Cristina Fernández de Kirchner anunciou quarta-feira que apresentou uma comunicação individual ao Comitê de Direitos Humanos da ONU para contestar sua condenação no caso Vialidad e a inelegibilidade perpétua.
Ela diz que a pena de seis anos de prisão é secundária e que a verdadeira sanção é a proibição vitalícia, que ela descreve como um esforço deliberado para impedir seu movimento político de chegar ao poder.
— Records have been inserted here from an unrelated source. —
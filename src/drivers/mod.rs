//! Peripheral boundary of the acquisition core.
//!
//! The scan controller owns one of each of these and is their only user.

pub mod ad9833;
pub mod environment;
pub mod link;
pub mod ltc2310;
pub mod mux;

pub use ad9833::Ad9833;
pub use environment::Unfitted;
pub use link::{FramedLink, LinkError};
pub use ltc2310::Ltc2310;
pub use mux::Multiplexer;

use crate::packet::EnvironmentReadings;

/// ADC full-scale span in codes after the junk LSB is dropped.
pub const FULL_SCALE_CODES: f32 = 16384.0;

/// One raw ADC word. Bit 0 carries no information.
#[derive(Debug, Clone, Copy, PartialEq, Eq, Default)]
#[cfg_attr(feature = "defmt", derive(defmt::Format))]
pub struct RawSample(pub u16);

impl RawSample {
    /// Builds the word the ADC would return for a signed code.
    pub const fn from_code(code: i16) -> Self {
        Self((code as u16) << 1)
    }

    /// Signed code with the junk LSB shifted out.
    pub const fn code(self) -> i16 {
        (self.0 as i16) >> 1
    }

    pub fn volts(self, vref: f32) -> f32 {
        code_to_volts(self.code() as f32, vref)
    }
}

/// Converts a (possibly fractional) code span to volts.
pub fn code_to_volts(code: f32, vref: f32) -> f32 {
    code * (vref / FULL_SCALE_CODES)
}

/// Blocking single-sample reader. A stuck bus is the driver's problem.
pub trait SampleSource {
    fn read(&mut self) -> RawSample;
}

/// Excitation generator. Switching is immediate, settling is not.
pub trait StimulusGenerator {
    fn set_frequency(&mut self, hz: u32);
}

/// Mutually exclusive channel switch, channels numbered from 1.
pub trait ChannelSelector {
    fn channel_count(&self) -> u8;

    /// Enables `channel` and implicitly disables the previous one.
    /// Out-of-range channels are logged and ignored.
    fn enable(&mut self, channel: u8);

    fn enabled(&self) -> Option<u8>;
}

/// Slow environmental sensors sampled once per scan cycle.
#[allow(async_fn_in_trait)]
pub trait EnvironmentSensors {
    /// Overwrites the fields it managed to read; failed reads keep the
    /// previous values.
    async fn refresh(&mut self, readings: &mut EnvironmentReadings);
}

/// Outbound sink for finished packets.
#[allow(async_fn_in_trait)]
pub trait Transport {
    async fn send(&mut self, payload: &[u8]) -> Result<(), LinkError>;
}

impl<T: SampleSource + ?Sized> SampleSource for &mut T {
    fn read(&mut self) -> RawSample {
        (**self).read()
    }
}
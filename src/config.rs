// Centralize all configuration constants
use embassy_time::Duration;
use heapless::Vec;

use crate::demod::DemodulationStrategy;
use crate::ipc::EnqueuePolicy;

// Board scan table
pub const FREQUENCIES_HZ: [u32; 6] = [100, 1_000, 5_000, 10_000, 50_000, 100_000];
pub const CHANNEL_COUNT: u8 = 4;
pub const SCAN_POINTS: usize = FREQUENCIES_HZ.len() * CHANNEL_COUNT as usize;
pub const SETTLING_TIME_US: u64 = 100;
pub const CYCLE_PERIOD_MS: u64 = 10_000;

// Front-end
pub const ADC_VREF: f32 = 2.5;
pub const ADC_SPI_HZ: u32 = 20_000_000;
pub const WAVEGEN_SPI_HZ: u32 = 10_000_000;
pub const WAVEGEN_MCLK_HZ: u32 = 25_000_000;

// Demodulation defaults
pub const BURST_SAMPLES: usize = 512;
pub const TRIM_PERCENT: u8 = 5;
pub const LOCKIN_SUB_READINGS: u16 = 8;
pub const LOCKIN_SAMPLES_PER_READING: u16 = 200;
pub const LOCKIN_SAMPLES_PER_PERIOD: u16 = 10;

// Static buffer bounds
pub const MAX_FREQUENCIES: usize = 16;
pub const MAX_BURST_SAMPLES: usize = 1024;
pub const MAX_SUB_READINGS: usize = 64;
pub const HISTOGRAM_BINS: usize = 256;

// Telemetry
pub const TELEMETRY_QUEUE_DEPTH: usize = 16;
pub const TELEMETRY_POLICY: EnqueuePolicy = EnqueuePolicy::Block;
pub const LINK_BAUDRATE: u32 = 1_000_000;
pub const TELEMETRY_STATS_PERIOD_S: u64 = 60;

#[derive(Debug, Clone, Copy, PartialEq, Eq, thiserror::Error)]
#[cfg_attr(feature = "defmt", derive(defmt::Format))]
pub enum ConfigError {
    #[error("frequency table is empty")]
    NoFrequencies,
    #[error("frequency table is longer than the static bound")]
    TooManyFrequencies,
    #[error("frequency at index {0} is zero")]
    ZeroFrequency(usize),
    #[error("channel count must be at least one")]
    NoChannels,
    #[error("{requested} channels requested but the selector has {available}")]
    TooManyChannels { requested: u8, available: u8 },
    #[error("packet holds {expected} points but the scan covers {actual}")]
    PointMismatch { expected: usize, actual: usize },
    #[error("burst of {0} samples does not fit the buffer or is fully trimmed")]
    InvalidBurst(usize),
    #[error("lock-in needs 1..=64 sub-readings, samples and at least two samples per period")]
    InvalidLockIn,
    #[error("lock-in cannot pace {0} Hz on the system timer")]
    LockInTooFast(u32),
}

/// Ordered excitation frequencies in Hz. Insertion order is scan order.
#[derive(Debug, Clone, PartialEq, Eq)]
pub struct FrequencyTable {
    hz: Vec<u32, MAX_FREQUENCIES>,
}

impl FrequencyTable {
    pub fn new(frequencies: &[u32]) -> Result<Self, ConfigError> {
        if frequencies.is_empty() {
            return Err(ConfigError::NoFrequencies);
        }
        if let Some(index) = frequencies.iter().position(|&f| f == 0) {
            return Err(ConfigError::ZeroFrequency(index));
        }
        let hz = Vec::from_slice(frequencies).map_err(|_| ConfigError::TooManyFrequencies)?;
        Ok(Self { hz })
    }

    pub fn len(&self) -> usize {
        self.hz.len()
    }

    pub fn is_empty(&self) -> bool {
        self.hz.is_empty()
    }

    pub fn get(&self, index: usize) -> Option<u32> {
        self.hz.get(index).copied()
    }

    pub fn as_slice(&self) -> &[u32] {
        &self.hz
    }
}

/// Startup configuration for one acquisition front-end.
#[derive(Debug, Clone, PartialEq)]
pub struct ScanConfig {
    pub frequencies: FrequencyTable,
    pub channel_count: u8,
    pub settling: Duration,
    pub strategy: DemodulationStrategy,
    /// Minimum time between cycle starts; `None` scans back to back.
    pub cycle_period: Option<Duration>,
    pub vref: f32,
}

impl ScanConfig {
    pub fn new(
        frequencies: &[u32],
        channel_count: u8,
        strategy: DemodulationStrategy,
    ) -> Result<Self, ConfigError> {
        let config = Self {
            frequencies: FrequencyTable::new(frequencies)?,
            channel_count,
            settling: Duration::from_micros(SETTLING_TIME_US),
            strategy,
            cycle_period: None,
            vref: ADC_VREF,
        };
        config.validate()?;
        Ok(config)
    }

    /// Re-checks the fields; they are public and may have been edited.
    pub fn validate(&self) -> Result<(), ConfigError> {
        if self.channel_count == 0 {
            return Err(ConfigError::NoChannels);
        }
        if self.frequencies.is_empty() {
            return Err(ConfigError::NoFrequencies);
        }
        self.strategy.validate()?;
        for &hz in self.frequencies.as_slice() {
            self.strategy.check_frequency(hz)?;
        }
        Ok(())
    }

    /// The board's scan table with the lock-in demodulator.
    pub fn board_default() -> Result<Self, ConfigError> {
        let strategy = DemodulationStrategy::LockIn {
            sub_readings: LOCKIN_SUB_READINGS,
            samples_per_reading: LOCKIN_SAMPLES_PER_READING,
            samples_per_period: LOCKIN_SAMPLES_PER_PERIOD,
        };
        Ok(Self::new(&FREQUENCIES_HZ, CHANNEL_COUNT, strategy)?
            .with_cycle_period(Duration::from_millis(CYCLE_PERIOD_MS)))
    }

    pub fn with_settling(mut self, settling: Duration) -> Self {
        self.settling = settling;
        self
    }

    pub fn with_cycle_period(mut self, period: Duration) -> Self {
        self.cycle_period = Some(period);
        self
    }

    pub fn with_vref(mut self, vref: f32) -> Self {
        self.vref = vref;
        self
    }

    /// Number of (frequency, channel) points in one cycle.
    pub fn points(&self) -> usize {
        self.frequencies.len() * self.channel_count as usize
    }

    /// Checks the scan fits a packet of `P` points.
    pub fn check_points<const P: usize>(&self) -> Result<(), ConfigError> {
        let actual = self.points();
        if actual != P {
            return Err(ConfigError::PointMismatch {
                expected: P,
                actual,
            });
        }
        Ok(())
    }
}
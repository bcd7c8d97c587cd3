//! One-hot GPIO multiplexer: one output pin per analog channel.

use embedded_hal::digital::OutputPin;

use super::ChannelSelector;

pub struct Multiplexer<P, const N: usize> {
    pins: [P; N],
    enabled: Option<usize>,
}

impl<P: OutputPin, const N: usize> Multiplexer<P, N> {
    /// Channel numbers are `u8`.
    const FITS_U8: () = assert!(N <= u8::MAX as usize, "at most 255 channels");

    /// Drives every channel pin low.
    pub fn new(mut pins: [P; N]) -> Self {
        #[allow(clippy::let_unit_value)]
        let () = Self::FITS_U8;
        for pin in pins.iter_mut() {
            let _ = pin.set_low();
        }
        Self {
            pins,
            enabled: None,
        }
    }

    pub fn disable_all(&mut self) {
        if let Some(index) = self.enabled.take() {
            let _ = self.pins[index].set_low();
        }
    }
}

impl<P: OutputPin, const N: usize> ChannelSelector for Multiplexer<P, N> {
    fn channel_count(&self) -> u8 {
        N as u8
    }

    fn enable(&mut self, channel: u8) {
        if channel == 0 || channel as usize > N {
            error!("Invalid channel {}. Valid channels are 1 to {}", channel, N);
            return;
        }
        let index = channel as usize - 1;
        if self.enabled == Some(index) {
            return;
        }
        self.disable_all();
        if self.pins[index].set_high().is_err() {
            error!("Failed to drive channel {} pin", channel);
            return;
        }
        self.enabled = Some(index);
    }

    fn enabled(&self) -> Option<u8> {
        self.enabled.map(|i| i as u8 + 1)
    }
}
Kirchner alega que os procedimentos foram moldados por "machismo estrutural" em partes do Judiciário argentino e vincula esse tratamento judicial à tentativa de assassinato contra ela em 1º de setembro de 2022.
Sua petição é patrocinada pelo jurista espanhol Javier Borrego e pelo jurista brasileiro Rafael Valim e pede que o órgão da ONU submeta os juízes argentinos envolvidos a escrutínio sob o direito internacional dos direitos humanos.
O Comitê de Direitos Humanos da ONU agora decidirá se admite a comunicação e a analisa; qualquer conclusão seria separada dos tribunais da Argentina e seu desfecho e cronograma permanecem pendentes.